INPUT DATA
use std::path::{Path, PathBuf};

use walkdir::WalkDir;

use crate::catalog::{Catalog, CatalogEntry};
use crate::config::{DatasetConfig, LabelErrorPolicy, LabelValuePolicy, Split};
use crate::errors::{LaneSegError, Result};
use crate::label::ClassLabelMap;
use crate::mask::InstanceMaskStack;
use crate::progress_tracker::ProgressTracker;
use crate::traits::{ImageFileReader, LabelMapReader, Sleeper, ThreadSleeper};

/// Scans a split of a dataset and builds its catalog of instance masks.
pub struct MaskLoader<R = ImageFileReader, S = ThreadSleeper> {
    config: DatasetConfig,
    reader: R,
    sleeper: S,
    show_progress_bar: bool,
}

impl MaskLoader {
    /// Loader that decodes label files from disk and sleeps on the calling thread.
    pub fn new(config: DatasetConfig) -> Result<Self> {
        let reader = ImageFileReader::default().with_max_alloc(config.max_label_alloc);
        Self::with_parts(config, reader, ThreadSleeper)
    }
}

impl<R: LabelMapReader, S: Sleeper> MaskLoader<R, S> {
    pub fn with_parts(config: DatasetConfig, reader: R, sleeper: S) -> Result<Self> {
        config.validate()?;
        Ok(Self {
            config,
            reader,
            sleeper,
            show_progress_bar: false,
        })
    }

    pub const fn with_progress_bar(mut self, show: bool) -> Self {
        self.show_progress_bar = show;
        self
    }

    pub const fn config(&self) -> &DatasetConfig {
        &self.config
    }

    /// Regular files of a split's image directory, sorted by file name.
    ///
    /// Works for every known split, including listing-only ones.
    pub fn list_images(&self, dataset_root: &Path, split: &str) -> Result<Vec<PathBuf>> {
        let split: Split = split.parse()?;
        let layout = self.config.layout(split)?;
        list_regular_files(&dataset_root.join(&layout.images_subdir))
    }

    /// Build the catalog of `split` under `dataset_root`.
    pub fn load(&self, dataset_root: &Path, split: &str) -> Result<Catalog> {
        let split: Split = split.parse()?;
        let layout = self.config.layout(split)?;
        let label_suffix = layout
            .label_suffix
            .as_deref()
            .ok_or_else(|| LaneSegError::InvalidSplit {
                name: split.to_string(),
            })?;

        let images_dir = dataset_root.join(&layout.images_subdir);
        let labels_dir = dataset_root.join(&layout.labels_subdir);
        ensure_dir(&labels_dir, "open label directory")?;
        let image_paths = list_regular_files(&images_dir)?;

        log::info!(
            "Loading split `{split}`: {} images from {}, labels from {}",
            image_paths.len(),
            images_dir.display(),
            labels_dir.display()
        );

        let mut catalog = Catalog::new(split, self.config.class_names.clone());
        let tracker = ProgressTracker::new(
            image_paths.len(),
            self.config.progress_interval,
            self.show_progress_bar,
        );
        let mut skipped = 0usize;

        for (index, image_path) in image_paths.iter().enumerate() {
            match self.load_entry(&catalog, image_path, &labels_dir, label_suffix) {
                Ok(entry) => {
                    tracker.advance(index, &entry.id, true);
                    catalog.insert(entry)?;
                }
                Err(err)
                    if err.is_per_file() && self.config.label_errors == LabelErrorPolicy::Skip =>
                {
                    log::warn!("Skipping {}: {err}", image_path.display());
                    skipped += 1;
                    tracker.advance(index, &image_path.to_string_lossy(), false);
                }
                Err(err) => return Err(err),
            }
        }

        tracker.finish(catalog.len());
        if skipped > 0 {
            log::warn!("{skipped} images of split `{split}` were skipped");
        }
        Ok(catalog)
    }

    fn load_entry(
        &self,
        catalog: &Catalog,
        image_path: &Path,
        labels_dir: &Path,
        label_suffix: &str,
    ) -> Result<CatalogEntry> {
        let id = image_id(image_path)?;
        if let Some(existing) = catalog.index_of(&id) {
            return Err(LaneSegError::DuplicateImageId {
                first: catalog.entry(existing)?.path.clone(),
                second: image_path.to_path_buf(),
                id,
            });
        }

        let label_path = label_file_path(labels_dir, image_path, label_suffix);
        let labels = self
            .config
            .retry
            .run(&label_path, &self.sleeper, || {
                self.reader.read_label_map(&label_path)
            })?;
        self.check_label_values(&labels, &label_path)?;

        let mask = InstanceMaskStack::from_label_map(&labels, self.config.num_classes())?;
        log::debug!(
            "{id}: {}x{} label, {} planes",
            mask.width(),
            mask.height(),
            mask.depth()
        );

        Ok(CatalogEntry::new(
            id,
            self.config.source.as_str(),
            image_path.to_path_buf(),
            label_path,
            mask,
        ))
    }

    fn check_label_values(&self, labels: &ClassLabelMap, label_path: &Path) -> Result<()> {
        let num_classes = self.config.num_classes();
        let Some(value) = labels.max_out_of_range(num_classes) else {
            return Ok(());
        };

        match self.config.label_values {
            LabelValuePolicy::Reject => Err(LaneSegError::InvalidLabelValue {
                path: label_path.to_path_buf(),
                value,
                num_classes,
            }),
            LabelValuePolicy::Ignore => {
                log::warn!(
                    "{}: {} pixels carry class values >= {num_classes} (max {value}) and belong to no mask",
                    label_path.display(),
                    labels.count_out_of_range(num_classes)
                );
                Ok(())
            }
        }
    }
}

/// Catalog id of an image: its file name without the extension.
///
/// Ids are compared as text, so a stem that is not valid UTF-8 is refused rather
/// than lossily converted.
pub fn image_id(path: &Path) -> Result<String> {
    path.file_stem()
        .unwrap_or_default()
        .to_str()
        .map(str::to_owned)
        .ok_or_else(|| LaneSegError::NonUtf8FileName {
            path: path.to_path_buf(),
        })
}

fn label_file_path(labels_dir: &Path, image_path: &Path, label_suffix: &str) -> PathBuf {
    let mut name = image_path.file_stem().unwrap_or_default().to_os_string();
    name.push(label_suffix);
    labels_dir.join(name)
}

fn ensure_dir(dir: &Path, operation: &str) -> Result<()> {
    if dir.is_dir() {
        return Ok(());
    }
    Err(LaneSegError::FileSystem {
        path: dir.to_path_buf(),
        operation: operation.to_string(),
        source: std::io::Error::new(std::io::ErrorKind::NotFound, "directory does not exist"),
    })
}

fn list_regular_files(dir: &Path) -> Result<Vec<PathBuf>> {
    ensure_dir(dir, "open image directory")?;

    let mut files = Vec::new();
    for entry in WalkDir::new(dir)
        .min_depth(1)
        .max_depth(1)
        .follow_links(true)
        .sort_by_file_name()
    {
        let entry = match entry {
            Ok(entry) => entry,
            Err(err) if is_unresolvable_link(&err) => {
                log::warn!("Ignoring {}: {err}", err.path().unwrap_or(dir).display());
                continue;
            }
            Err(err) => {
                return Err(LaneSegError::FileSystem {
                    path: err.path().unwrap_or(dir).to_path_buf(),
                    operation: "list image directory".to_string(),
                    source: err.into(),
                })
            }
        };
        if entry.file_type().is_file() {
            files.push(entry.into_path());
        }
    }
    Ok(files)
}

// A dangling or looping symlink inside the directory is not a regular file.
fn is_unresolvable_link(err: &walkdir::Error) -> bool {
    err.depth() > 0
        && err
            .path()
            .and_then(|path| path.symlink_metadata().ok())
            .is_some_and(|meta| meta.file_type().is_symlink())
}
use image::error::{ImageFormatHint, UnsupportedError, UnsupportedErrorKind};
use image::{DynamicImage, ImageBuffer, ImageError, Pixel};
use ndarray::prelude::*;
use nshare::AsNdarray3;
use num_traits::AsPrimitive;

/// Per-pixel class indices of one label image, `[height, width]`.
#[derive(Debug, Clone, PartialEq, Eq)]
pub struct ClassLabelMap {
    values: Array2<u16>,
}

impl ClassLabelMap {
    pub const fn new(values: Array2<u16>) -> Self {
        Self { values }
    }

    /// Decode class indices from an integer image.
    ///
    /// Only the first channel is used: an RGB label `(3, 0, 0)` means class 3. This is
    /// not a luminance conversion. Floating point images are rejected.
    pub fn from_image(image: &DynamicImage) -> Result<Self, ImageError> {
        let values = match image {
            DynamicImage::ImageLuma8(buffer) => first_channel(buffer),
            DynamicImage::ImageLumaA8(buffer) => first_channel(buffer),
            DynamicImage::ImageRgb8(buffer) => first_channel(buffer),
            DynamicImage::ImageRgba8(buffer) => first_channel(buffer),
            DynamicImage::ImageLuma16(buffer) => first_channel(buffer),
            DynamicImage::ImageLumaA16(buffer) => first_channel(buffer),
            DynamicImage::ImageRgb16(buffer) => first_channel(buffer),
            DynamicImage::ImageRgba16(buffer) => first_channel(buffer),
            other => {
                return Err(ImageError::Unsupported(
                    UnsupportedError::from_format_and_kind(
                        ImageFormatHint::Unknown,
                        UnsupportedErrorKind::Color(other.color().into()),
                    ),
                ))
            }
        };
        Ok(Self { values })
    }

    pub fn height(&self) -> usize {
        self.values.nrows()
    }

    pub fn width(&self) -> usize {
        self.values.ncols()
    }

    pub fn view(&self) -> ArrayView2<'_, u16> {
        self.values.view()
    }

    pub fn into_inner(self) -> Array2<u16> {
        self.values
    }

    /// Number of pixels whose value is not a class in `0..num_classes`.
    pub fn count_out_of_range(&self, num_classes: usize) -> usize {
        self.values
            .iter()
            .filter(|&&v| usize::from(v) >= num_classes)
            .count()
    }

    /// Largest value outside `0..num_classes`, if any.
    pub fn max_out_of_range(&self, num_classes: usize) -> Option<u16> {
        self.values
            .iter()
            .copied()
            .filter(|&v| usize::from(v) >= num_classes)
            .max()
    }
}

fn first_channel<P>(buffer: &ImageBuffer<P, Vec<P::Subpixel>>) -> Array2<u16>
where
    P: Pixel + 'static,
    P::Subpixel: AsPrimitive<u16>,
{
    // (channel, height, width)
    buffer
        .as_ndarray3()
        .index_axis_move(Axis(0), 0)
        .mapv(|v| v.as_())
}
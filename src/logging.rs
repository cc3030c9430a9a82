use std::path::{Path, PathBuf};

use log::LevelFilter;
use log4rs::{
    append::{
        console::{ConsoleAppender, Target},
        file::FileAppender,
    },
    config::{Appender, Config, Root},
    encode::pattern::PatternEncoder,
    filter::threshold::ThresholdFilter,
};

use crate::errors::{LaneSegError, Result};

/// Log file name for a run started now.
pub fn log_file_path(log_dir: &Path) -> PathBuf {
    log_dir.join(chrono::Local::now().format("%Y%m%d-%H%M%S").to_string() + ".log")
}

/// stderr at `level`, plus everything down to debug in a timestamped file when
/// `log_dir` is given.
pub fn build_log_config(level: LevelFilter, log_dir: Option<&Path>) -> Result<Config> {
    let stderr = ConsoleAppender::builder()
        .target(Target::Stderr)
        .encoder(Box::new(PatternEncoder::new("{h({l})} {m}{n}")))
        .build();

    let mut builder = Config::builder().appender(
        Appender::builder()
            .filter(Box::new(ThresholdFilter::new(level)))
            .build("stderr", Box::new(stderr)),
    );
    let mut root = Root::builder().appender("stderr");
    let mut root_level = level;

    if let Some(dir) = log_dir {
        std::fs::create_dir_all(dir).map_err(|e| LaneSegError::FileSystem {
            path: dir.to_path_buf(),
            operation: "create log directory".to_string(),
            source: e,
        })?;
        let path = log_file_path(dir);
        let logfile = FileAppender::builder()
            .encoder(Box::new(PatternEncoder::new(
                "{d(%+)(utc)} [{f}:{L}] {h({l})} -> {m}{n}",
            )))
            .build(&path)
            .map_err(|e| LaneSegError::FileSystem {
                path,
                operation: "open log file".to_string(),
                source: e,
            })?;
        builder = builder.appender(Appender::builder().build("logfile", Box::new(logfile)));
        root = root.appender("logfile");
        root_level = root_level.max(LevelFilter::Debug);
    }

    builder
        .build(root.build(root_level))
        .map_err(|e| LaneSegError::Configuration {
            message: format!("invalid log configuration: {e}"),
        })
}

* * *

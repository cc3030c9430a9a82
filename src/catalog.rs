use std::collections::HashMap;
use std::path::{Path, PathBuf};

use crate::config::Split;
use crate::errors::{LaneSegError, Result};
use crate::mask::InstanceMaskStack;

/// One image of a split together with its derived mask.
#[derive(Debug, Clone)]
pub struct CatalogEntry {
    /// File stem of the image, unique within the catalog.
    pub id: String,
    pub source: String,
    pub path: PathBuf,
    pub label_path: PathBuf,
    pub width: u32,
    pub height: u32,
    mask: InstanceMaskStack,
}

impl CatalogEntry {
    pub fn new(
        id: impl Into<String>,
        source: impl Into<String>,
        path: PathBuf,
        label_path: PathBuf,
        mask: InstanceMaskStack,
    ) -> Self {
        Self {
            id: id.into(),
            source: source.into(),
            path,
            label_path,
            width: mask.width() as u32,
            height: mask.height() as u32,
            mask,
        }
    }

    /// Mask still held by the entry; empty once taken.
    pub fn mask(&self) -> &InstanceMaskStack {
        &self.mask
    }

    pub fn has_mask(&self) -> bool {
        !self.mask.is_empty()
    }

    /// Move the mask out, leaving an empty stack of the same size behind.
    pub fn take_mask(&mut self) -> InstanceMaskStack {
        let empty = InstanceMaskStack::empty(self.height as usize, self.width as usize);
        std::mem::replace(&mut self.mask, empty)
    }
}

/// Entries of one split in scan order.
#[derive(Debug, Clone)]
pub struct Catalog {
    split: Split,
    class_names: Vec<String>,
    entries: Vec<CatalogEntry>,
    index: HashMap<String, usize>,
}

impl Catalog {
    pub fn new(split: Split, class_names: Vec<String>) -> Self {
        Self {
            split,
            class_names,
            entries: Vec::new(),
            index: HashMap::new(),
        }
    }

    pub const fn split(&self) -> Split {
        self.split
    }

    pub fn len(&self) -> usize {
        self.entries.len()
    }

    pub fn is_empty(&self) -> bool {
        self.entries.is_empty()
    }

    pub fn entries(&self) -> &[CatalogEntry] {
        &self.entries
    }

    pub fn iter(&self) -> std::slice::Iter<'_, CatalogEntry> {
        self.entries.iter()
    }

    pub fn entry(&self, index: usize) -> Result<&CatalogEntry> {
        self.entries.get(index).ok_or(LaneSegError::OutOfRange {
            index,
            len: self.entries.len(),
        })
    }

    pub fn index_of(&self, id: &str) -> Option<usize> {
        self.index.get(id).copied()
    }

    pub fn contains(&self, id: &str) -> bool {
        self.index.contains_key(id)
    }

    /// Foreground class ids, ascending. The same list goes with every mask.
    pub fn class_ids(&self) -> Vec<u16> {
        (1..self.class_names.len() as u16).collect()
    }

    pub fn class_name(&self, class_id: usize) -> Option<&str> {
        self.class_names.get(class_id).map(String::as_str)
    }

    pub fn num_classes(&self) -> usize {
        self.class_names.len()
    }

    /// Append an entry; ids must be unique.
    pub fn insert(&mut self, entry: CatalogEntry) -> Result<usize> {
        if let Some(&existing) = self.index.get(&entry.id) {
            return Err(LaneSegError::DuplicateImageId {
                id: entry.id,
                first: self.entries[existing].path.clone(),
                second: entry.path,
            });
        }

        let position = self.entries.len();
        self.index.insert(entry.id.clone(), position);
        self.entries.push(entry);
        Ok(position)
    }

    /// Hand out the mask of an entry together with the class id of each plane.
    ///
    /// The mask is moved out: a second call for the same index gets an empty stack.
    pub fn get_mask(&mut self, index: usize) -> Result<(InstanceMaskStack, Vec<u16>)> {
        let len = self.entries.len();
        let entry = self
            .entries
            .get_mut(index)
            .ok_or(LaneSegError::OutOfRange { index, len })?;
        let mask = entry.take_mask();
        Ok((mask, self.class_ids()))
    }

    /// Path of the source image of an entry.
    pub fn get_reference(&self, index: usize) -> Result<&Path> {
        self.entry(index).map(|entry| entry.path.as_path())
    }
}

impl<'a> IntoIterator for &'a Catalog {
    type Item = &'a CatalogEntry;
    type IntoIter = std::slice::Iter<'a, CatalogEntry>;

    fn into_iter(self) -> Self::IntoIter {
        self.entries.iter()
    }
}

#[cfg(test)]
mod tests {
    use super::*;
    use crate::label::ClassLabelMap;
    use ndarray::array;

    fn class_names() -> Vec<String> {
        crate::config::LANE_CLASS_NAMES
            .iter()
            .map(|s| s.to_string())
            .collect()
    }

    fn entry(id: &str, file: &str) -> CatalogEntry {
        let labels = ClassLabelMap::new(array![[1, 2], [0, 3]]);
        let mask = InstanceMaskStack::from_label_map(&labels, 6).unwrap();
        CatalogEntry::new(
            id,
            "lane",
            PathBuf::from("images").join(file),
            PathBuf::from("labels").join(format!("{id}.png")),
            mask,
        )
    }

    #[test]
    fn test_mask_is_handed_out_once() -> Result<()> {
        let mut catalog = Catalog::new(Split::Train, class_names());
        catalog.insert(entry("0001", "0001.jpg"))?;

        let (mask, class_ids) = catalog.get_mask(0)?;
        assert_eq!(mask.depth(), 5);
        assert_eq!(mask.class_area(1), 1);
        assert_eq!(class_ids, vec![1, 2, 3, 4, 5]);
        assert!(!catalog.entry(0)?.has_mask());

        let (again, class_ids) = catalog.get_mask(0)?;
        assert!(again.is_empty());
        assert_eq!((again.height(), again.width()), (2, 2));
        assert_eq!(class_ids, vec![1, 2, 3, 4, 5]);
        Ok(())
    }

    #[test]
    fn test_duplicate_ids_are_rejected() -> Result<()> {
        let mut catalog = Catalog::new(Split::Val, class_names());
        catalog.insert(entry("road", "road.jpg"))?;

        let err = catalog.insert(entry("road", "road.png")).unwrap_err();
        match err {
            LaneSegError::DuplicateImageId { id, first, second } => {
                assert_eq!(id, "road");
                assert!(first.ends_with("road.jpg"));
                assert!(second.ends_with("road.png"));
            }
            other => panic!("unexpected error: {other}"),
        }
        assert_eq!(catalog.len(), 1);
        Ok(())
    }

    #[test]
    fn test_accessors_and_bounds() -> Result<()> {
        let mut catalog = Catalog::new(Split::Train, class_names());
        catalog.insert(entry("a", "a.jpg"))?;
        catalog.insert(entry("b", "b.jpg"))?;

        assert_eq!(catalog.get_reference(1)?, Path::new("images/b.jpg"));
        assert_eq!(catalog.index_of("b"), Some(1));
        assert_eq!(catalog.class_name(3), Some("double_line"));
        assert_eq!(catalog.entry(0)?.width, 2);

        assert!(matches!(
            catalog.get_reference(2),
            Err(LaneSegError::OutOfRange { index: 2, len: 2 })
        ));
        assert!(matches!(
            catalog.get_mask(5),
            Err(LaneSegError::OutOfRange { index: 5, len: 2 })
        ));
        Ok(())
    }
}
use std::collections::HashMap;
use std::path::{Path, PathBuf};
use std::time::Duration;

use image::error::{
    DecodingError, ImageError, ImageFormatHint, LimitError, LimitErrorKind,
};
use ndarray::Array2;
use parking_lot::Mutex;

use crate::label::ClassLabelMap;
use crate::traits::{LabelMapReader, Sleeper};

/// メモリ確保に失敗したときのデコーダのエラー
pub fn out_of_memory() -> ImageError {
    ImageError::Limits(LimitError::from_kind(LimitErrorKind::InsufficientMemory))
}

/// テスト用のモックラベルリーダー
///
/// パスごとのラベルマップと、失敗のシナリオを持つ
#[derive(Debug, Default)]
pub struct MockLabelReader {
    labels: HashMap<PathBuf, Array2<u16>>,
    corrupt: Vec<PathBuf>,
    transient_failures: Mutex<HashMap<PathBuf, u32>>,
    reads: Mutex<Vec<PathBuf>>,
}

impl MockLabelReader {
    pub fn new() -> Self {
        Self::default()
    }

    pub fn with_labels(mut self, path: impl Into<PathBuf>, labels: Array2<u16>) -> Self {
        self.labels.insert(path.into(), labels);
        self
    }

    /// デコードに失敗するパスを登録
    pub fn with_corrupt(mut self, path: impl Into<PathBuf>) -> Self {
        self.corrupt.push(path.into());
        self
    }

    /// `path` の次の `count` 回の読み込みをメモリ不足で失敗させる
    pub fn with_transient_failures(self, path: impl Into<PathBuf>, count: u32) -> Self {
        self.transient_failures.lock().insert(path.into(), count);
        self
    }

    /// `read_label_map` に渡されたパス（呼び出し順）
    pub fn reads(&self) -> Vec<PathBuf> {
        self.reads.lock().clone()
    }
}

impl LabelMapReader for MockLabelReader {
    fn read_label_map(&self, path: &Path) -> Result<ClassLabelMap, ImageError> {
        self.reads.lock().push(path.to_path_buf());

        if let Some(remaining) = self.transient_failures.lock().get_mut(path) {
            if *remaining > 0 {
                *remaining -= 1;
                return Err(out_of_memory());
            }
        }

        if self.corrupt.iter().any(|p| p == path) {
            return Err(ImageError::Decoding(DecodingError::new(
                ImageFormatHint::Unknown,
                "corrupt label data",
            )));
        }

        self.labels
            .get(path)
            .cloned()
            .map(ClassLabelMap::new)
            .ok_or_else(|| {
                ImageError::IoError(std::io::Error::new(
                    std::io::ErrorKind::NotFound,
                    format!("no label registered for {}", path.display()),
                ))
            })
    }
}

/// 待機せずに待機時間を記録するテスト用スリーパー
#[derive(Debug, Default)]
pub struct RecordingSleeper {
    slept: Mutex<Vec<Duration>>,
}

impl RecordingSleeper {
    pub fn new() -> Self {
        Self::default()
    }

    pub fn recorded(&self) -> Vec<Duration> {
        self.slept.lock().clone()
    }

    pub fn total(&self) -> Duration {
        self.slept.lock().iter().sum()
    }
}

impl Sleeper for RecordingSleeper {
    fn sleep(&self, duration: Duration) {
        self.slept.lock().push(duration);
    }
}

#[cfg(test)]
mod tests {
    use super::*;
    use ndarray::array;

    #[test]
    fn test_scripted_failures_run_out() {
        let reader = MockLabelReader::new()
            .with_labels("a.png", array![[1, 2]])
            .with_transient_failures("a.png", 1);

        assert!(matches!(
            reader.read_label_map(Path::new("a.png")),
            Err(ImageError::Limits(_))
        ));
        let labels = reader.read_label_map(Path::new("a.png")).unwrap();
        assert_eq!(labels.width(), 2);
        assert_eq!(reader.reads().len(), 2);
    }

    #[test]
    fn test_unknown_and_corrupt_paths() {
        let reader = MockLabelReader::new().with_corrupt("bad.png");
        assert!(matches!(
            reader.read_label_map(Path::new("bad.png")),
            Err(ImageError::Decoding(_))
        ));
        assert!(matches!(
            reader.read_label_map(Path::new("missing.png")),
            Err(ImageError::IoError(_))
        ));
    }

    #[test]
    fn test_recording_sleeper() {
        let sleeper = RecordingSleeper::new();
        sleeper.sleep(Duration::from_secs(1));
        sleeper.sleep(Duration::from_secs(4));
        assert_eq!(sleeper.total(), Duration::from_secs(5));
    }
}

EXERCISE AIM
Only a number should be returned: the count of lines above that include "join".

PROBLEM SOLUTION
7